| The task |
Filter the records below for the word "common". Keep each line that has it.
================================
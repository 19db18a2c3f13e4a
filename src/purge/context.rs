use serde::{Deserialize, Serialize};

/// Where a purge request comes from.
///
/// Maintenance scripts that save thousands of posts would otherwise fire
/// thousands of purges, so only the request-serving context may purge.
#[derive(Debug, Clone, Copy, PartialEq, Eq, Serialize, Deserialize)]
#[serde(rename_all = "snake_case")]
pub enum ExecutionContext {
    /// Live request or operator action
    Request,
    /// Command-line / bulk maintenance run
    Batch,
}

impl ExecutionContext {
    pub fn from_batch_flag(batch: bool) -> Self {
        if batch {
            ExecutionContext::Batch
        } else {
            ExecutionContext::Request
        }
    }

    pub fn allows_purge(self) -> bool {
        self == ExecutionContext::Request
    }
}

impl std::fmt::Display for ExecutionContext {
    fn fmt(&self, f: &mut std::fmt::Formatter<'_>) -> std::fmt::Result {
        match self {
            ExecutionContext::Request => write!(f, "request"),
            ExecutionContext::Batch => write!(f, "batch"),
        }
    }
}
================================
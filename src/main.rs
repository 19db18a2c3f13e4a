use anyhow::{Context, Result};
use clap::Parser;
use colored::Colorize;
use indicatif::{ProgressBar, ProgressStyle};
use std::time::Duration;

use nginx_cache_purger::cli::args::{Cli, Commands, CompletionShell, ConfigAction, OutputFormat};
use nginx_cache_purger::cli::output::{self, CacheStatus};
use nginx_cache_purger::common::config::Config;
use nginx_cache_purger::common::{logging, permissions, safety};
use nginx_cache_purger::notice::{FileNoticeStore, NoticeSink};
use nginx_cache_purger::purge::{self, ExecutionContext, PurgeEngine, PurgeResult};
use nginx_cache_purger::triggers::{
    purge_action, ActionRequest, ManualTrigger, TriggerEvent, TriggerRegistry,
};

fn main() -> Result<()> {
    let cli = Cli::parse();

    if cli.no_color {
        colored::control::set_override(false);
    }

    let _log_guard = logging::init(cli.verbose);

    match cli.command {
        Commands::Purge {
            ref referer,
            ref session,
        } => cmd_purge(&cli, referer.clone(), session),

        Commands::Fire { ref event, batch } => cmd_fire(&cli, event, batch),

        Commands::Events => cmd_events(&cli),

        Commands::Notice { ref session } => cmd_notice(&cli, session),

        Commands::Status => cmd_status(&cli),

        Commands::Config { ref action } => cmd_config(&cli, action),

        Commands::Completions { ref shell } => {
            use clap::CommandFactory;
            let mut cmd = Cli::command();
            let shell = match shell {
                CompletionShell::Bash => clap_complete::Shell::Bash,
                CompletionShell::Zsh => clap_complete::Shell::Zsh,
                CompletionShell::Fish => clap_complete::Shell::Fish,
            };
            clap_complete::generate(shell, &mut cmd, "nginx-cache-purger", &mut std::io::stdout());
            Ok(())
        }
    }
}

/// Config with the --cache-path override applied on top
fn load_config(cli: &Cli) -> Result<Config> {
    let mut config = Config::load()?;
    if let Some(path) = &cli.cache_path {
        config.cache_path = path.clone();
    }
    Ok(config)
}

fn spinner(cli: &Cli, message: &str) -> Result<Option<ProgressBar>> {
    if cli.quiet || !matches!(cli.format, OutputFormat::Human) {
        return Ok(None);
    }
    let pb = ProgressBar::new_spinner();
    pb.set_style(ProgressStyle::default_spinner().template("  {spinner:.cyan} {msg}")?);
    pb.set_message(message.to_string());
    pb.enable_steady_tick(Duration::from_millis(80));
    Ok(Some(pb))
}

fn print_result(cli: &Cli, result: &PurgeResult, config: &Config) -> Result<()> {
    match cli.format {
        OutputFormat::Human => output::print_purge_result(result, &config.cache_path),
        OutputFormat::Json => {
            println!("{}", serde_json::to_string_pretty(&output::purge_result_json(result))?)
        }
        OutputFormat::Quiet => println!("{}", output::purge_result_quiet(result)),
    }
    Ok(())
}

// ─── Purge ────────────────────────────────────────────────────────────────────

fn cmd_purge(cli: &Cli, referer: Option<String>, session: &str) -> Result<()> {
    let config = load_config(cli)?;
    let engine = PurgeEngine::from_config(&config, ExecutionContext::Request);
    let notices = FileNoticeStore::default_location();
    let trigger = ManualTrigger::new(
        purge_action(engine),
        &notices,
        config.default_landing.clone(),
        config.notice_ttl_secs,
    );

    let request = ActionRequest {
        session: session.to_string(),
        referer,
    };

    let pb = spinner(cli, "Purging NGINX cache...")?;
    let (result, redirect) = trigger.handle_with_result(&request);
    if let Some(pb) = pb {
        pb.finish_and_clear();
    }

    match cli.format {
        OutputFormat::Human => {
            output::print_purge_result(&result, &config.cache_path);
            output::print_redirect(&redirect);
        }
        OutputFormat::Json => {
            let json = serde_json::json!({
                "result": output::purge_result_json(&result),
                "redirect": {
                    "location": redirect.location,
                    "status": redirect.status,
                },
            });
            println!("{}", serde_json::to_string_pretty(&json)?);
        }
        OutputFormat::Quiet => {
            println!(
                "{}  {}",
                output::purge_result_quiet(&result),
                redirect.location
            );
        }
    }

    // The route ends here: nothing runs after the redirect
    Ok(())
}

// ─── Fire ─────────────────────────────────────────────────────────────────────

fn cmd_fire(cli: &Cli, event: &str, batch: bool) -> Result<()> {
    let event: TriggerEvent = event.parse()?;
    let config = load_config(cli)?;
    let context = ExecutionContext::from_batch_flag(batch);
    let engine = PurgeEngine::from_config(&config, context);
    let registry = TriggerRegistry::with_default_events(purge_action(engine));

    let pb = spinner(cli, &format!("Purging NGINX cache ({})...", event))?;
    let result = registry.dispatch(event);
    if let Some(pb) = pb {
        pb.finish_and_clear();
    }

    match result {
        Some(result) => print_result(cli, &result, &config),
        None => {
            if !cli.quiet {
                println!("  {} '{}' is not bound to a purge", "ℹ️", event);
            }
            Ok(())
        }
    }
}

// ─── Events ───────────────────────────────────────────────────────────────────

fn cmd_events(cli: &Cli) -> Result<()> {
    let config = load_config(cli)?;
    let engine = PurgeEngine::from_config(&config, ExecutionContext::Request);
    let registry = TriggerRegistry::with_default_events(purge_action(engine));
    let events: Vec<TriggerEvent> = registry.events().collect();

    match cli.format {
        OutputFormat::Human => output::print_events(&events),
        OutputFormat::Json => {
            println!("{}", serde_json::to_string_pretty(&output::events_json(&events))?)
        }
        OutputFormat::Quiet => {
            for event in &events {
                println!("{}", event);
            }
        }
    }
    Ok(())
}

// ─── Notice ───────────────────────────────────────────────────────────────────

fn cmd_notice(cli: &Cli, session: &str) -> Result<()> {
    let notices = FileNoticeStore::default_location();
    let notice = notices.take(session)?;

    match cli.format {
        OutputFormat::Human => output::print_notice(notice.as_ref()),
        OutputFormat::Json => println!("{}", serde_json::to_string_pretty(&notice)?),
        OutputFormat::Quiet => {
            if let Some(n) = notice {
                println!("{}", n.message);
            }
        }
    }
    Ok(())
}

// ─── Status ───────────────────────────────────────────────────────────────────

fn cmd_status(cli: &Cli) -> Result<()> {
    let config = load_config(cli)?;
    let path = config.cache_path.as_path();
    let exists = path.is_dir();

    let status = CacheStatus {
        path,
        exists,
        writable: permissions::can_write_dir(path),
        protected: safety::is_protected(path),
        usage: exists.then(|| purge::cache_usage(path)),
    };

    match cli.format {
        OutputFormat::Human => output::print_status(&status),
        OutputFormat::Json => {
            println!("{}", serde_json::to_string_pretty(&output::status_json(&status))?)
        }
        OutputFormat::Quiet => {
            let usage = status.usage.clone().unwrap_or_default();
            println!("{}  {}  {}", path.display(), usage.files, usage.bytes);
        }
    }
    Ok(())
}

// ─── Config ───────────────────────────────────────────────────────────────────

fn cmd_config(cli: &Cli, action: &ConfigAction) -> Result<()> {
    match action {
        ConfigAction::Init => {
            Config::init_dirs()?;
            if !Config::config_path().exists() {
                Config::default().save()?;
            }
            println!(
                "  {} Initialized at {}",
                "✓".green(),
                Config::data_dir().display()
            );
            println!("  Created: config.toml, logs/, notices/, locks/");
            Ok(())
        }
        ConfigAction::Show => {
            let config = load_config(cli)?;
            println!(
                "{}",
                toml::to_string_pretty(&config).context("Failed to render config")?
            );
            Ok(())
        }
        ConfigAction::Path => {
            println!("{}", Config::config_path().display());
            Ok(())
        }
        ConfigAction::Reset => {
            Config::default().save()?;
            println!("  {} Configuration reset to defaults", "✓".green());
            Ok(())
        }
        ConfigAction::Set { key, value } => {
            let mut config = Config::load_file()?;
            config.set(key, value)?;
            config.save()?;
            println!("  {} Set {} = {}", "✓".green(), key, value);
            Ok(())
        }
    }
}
================================
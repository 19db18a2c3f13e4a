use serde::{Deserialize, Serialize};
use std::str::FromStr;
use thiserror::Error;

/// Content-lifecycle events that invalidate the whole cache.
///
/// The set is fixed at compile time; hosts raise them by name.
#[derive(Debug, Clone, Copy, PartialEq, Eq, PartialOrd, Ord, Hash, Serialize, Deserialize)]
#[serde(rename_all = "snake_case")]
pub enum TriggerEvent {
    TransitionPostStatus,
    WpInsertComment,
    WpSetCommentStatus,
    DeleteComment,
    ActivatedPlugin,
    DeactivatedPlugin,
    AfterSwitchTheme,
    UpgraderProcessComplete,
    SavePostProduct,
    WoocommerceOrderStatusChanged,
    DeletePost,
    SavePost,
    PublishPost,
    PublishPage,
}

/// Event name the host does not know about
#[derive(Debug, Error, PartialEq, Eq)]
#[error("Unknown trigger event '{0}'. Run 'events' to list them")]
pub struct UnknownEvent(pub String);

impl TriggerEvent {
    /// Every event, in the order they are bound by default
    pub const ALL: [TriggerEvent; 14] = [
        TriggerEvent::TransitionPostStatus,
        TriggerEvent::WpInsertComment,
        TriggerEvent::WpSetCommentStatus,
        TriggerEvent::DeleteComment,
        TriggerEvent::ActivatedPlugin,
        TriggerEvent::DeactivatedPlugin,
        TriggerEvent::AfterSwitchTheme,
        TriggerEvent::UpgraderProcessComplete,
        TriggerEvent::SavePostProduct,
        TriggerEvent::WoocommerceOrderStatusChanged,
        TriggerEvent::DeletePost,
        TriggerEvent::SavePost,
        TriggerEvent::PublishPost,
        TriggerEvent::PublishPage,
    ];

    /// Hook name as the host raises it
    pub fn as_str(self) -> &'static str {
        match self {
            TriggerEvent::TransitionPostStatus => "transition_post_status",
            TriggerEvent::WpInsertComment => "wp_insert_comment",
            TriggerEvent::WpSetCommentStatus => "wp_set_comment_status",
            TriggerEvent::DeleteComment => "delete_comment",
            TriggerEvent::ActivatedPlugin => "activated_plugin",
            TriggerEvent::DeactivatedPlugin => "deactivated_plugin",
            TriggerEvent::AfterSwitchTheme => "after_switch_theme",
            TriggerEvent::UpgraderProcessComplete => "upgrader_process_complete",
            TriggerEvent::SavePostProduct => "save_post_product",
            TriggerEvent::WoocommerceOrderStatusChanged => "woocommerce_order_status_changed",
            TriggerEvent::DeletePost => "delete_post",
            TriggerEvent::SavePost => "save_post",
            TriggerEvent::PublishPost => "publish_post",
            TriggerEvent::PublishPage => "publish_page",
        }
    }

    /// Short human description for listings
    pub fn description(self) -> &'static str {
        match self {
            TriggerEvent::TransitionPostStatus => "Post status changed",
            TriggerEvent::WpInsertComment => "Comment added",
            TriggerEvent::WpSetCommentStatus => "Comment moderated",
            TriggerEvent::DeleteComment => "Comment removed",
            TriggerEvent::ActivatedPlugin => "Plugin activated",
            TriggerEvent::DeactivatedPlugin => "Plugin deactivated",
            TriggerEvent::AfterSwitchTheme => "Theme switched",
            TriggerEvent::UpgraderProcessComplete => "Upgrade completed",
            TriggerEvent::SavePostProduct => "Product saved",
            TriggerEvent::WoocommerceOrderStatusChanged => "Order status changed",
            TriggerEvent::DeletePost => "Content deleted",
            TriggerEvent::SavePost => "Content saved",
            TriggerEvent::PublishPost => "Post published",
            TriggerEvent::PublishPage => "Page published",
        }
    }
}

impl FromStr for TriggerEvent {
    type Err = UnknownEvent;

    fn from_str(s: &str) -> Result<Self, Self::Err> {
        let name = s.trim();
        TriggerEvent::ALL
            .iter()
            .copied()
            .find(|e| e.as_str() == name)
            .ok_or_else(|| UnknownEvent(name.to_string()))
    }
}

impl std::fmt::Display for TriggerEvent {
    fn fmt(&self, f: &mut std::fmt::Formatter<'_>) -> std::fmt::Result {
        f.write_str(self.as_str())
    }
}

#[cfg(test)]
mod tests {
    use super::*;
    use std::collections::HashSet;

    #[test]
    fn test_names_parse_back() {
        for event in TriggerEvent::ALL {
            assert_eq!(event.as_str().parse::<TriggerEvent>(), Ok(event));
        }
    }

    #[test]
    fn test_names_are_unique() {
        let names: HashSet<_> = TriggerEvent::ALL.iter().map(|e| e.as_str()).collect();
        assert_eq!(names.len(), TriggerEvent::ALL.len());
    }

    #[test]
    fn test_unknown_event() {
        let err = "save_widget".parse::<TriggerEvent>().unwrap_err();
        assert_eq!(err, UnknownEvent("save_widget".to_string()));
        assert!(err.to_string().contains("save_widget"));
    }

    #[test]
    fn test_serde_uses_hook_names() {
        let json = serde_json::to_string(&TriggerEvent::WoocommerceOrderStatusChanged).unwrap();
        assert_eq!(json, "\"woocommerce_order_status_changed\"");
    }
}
================================
| Output for this exercise |
use nginx_cache_purger::common::config::Config;
use nginx_cache_purger::common::{logging, permissions, safety};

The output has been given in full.